ACTIVITY. Each record below should be printed exactly as it was written.

DATA FOR THE TASK.
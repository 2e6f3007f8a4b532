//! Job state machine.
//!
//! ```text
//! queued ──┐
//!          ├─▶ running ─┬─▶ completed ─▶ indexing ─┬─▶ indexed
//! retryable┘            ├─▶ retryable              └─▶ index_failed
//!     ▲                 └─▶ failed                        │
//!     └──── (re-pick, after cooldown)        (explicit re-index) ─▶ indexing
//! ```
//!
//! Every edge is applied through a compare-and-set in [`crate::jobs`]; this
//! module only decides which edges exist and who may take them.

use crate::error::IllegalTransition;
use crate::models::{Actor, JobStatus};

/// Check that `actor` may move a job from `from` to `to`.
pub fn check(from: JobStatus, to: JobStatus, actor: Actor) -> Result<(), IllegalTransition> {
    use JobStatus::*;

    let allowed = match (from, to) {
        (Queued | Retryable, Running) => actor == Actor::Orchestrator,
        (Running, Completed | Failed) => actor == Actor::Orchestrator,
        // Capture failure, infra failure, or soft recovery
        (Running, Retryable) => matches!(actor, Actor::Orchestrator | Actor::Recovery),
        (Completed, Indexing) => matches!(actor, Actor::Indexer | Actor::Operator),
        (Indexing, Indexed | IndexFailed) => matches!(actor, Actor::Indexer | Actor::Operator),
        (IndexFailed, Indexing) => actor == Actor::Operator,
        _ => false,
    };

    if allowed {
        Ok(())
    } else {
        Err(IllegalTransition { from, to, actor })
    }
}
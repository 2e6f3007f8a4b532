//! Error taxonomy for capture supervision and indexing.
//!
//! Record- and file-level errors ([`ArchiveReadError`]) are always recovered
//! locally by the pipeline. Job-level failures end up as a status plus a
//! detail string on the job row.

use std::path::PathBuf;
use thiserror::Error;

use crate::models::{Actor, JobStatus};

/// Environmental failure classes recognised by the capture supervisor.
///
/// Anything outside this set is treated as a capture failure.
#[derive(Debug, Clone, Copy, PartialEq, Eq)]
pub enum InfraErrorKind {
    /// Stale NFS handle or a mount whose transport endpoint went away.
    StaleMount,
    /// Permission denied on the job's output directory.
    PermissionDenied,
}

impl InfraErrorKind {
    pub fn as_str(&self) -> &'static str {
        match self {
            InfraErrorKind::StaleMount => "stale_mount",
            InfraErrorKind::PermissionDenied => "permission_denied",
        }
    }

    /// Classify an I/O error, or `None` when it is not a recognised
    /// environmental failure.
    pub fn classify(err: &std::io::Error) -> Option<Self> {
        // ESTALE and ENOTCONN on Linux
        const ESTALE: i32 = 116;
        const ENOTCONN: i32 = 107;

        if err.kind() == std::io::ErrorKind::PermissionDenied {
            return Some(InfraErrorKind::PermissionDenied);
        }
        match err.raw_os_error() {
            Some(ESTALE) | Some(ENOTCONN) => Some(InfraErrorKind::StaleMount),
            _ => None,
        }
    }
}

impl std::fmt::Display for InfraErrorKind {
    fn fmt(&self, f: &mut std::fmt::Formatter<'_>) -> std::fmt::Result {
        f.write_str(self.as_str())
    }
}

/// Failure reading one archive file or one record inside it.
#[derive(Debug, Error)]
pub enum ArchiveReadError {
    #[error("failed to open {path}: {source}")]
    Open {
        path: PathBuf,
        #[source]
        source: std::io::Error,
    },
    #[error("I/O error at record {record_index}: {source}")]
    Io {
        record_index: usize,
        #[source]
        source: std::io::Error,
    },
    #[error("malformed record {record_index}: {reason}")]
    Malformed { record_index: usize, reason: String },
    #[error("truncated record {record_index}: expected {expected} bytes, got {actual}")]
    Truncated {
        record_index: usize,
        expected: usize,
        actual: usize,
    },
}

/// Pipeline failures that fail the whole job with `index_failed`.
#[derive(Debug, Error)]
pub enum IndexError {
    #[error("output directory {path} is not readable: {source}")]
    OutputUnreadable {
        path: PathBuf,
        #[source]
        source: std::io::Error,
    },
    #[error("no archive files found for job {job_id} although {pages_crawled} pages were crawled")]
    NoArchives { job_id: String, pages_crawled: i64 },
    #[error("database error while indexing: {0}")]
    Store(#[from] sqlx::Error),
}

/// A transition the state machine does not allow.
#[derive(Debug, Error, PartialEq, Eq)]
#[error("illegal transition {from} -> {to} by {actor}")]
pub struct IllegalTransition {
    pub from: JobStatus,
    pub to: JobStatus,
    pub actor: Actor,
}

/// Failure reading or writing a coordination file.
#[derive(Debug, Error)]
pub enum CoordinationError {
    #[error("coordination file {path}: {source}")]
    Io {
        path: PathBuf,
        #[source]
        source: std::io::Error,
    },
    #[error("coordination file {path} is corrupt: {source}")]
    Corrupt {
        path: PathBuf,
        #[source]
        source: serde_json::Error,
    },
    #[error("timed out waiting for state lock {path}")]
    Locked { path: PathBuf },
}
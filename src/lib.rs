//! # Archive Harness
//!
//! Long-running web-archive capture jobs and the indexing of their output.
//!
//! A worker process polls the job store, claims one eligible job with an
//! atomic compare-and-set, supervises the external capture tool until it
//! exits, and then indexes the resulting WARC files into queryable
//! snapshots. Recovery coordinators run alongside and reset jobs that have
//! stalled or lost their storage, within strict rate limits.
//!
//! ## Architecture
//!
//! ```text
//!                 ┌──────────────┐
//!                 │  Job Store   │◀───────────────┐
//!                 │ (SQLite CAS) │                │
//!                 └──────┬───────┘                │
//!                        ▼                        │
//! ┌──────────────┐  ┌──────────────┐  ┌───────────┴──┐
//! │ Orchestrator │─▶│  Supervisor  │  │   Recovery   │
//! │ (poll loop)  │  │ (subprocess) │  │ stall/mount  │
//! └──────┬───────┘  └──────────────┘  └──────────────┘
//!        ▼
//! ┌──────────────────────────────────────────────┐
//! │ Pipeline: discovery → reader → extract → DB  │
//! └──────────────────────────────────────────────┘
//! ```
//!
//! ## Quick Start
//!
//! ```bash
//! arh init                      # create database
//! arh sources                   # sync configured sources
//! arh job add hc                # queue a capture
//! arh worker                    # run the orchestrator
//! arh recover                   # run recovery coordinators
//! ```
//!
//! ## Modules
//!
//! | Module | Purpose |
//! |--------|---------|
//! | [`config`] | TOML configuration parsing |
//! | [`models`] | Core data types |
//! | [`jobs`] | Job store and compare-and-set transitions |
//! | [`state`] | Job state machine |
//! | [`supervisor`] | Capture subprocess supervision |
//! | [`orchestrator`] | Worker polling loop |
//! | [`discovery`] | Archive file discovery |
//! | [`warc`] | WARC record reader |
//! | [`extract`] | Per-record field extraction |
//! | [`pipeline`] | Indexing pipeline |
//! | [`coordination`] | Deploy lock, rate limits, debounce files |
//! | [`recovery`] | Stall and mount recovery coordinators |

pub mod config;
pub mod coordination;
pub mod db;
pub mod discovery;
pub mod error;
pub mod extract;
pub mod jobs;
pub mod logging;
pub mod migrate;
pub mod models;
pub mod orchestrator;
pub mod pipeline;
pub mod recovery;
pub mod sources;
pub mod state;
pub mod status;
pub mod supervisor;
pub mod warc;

EXPECTED OUTPUT.
repository 2e6f3007f8a4b532
//! Job state machine.
//!
//! ```text
//! queued ──┐
//!          ├─▶ running ─┬─▶ completed ─▶ indexing ─┬─▶ indexed
//! retryable┘            ├─▶ retryable              └─▶ index_failed
//!     ▲                 └─▶ failed                        │
//!     └──── (re-pick, after cooldown)        (explicit re-index) ─▶ indexing
//! ```
//!
//! Every edge is applied through a compare-and-set in [`crate::jobs`]; this
//! module only decides which edges exist and who may take them.

use crate::error::IllegalTransition;
use crate::models::{Actor, JobStatus};

/// Check that `actor` may move a job from `from` to `to`.
pub fn check(from: JobStatus, to: JobStatus, actor: Actor) -> Result<(), IllegalTransition> {
    use JobStatus::*;

    let allowed = match (from, to) {
        (Queued | Retryable, Running) => actor == Actor::Orchestrator,
        (Running, Completed | Failed) => actor == Actor::Orchestrator,
        // Capture failure, infra failure, or soft recovery
        (Running, Retryable) => matches!(actor, Actor::Orchestrator | Actor::Recovery),
        (Completed, Indexing) => matches!(actor, Actor::Indexer | Actor::Operator),
        (Indexing, Indexed | IndexFailed) => matches!(actor, Actor::Indexer | Actor::Operator),
        (IndexFailed, Indexing) => actor == Actor::Operator,
        _ => false,
    };

    if allowed {
        Ok(())
    } else {
        Err(IllegalTransition { from, to, actor })
    }
}
repository 2e6f3007f8a4b532
//! Error taxonomy for capture supervision and indexing.
//!
//! Record- and file-level errors ([`ArchiveReadError`]) are always recovered
//! locally by the pipeline. Job-level failures end up as a status plus a
//! detail string on the job row.

use std::path::PathBuf;
use thiserror::Error;

use crate::models::{Actor, JobStatus};

/// Environmental failure classes recognised by the capture supervisor.
///
/// Anything outside this set is treated as a capture failure.
#[derive(Debug, Clone, Copy, PartialEq, Eq)]
pub enum InfraErrorKind {
    /// Stale NFS handle or a mount whose transport endpoint went away.
    StaleMount,
    /// Permission denied on the job's output directory.
    PermissionDenied,
}

impl InfraErrorKind {
    pub fn as_str(&self) -> &'static str {
        match self {
            InfraErrorKind::StaleMount => "stale_mount",
            InfraErrorKind::PermissionDenied => "permission_denied",
        }
    }

    /// Classify an I/O error, or `None` when it is not a recognised
    /// environmental failure.
    pub fn classify(err: &std::io::Error) -> Option<Self> {
        // ESTALE and ENOTCONN on Linux
        const ESTALE: i32 = 116;
        const ENOTCONN: i32 = 107;

        if err.kind() == std::io::ErrorKind::PermissionDenied {
            return Some(InfraErrorKind::PermissionDenied);
        }
        match err.raw_os_error() {
            Some(ESTALE) | Some(ENOTCONN) => Some(InfraErrorKind::StaleMount),
            _ => None,
        }
    }
}

impl std::fmt::Display for InfraErrorKind {
    fn fmt(&self, f: &mut std::fmt::Formatter<'_>) -> std::fmt::Result {
        f.write_str(self.as_str())
    }
}

/// Failure reading one archive file or one record inside it.
#[derive(Debug, Error)]
pub enum ArchiveReadError {
    #[error("failed to open {path}: {source}")]
    Open {
        path: PathBuf,
        #[source]
        source: std::io::Error,
    },
    #[error("I/O error at record {record_index}: {source}")]
    Io {
        record_index: usize,
        #[source]
        source: std::io::Error,
    },
    #[error("malformed record {record_index}: {reason}")]
    Malformed { record_index: usize, reason: String },
    #[error("truncated record {record_index}: expected {expected} bytes, got {actual}")]
    Truncated {
        record_index: usize,
        expected: usize,
        actual: usize,
    },
}

/// Pipeline failures that fail the whole job with `index_failed`.
#[derive(Debug, Error)]
pub enum IndexError {
    #[error("output directory {path} is not readable: {source}")]
    OutputUnreadable {
        path: PathBuf,
        #[source]
        source: std::io::Error,
    },
    #[error("no archive files found for job {job_id} although {pages_crawled} pages were crawled")]
    NoArchives { job_id: String, pages_crawled: i64 },
    #[error("database error while indexing: {0}")]
    Store(#[from] sqlx::Error),
}

/// A transition the state machine does not allow.
#[derive(Debug, Error, PartialEq, Eq)]
#[error("illegal transition {from} -> {to} by {actor}")]
pub struct IllegalTransition {
    pub from: JobStatus,
    pub to: JobStatus,
    pub actor: Actor,
}

/// Failure reading or writing a coordination file.
#[derive(Debug, Error)]
pub enum CoordinationError {
    #[error("coordination file {path}: {source}")]
    Io {
        path: PathBuf,
        #[source]
        source: std::io::Error,
    },
    #[error("coordination file {path} is corrupt: {source}")]
    Corrupt {
        path: PathBuf,
        #[source]
        source: serde_json::Error,
    },
    #[error("timed out waiting for state lock {path}")]
    Locked { path: PathBuf },
}
filename src/lib.rs
//! # Archive Harness
//!
//! Long-running web-archive capture jobs and the indexing of their output.
//!
//! A worker process polls the job store, claims one eligible job with an
//! atomic compare-and-set, supervises the external capture tool until it
//! exits, and then indexes the resulting WARC files into queryable
//! snapshots. Recovery coordinators run alongside and reset jobs that have
//! stalled or lost their storage, within strict rate limits.
//!
//! ## Architecture
//!
//! ```text
//!                 ┌──────────────┐
//!                 │  Job Store   │◀───────────────┐
//!                 │ (SQLite CAS) │                │
//!                 └──────┬───────┘                │
//!                        ▼                        │
//! ┌──────────────┐  ┌──────────────┐  ┌───────────┴──┐
//! │ Orchestrator │─▶│  Supervisor  │  │   Recovery   │
//! │ (poll loop)  │  │ (subprocess) │  │ stall/mount  │
//! └──────┬───────┘  └──────────────┘  └──────────────┘
//!        ▼
//! ┌──────────────────────────────────────────────┐
//! │ Pipeline: discovery → reader → extract → DB  │
//! └──────────────────────────────────────────────┘
//! ```
//!
//! ## Quick Start
//!
//! ```bash
//! arh init                      # create database
//! arh sources                   # sync configured sources
//! arh job add hc                # queue a capture
//! arh worker                    # run the orchestrator
//! arh recover                   # run recovery coordinators
//! ```
//!
//! ## Modules
//!
//! | Module | Purpose |
//! |--------|---------|
//! | [`config`] | TOML configuration parsing |
//! | [`models`] | Core data types |
//! | [`jobs`] | Job store and compare-and-set transitions |
//! | [`state`] | Job state machine |
//! | [`supervisor`] | Capture subprocess supervision |
//! | [`orchestrator`] | Worker polling loop |
//! | [`discovery`] | Archive file discovery |
//! | [`warc`] | WARC record reader |
//! | [`extract`] | Per-record field extraction |
//! | [`pipeline`] | Indexing pipeline |
//! | [`coordination`] | Deploy lock, rate limits, debounce files |
//! | [`recovery`] | Stall and mount recovery coordinators |

pub mod config;
pub mod coordination;
pub mod db;
pub mod discovery;
pub mod error;
pub mod extract;
pub mod jobs;
pub mod logging;
pub mod migrate;
pub mod models;
pub mod orchestrator;
pub mod pipeline;
pub mod recovery;
pub mod sources;
pub mod state;
pub mod status;
pub mod supervisor;
pub mod warc;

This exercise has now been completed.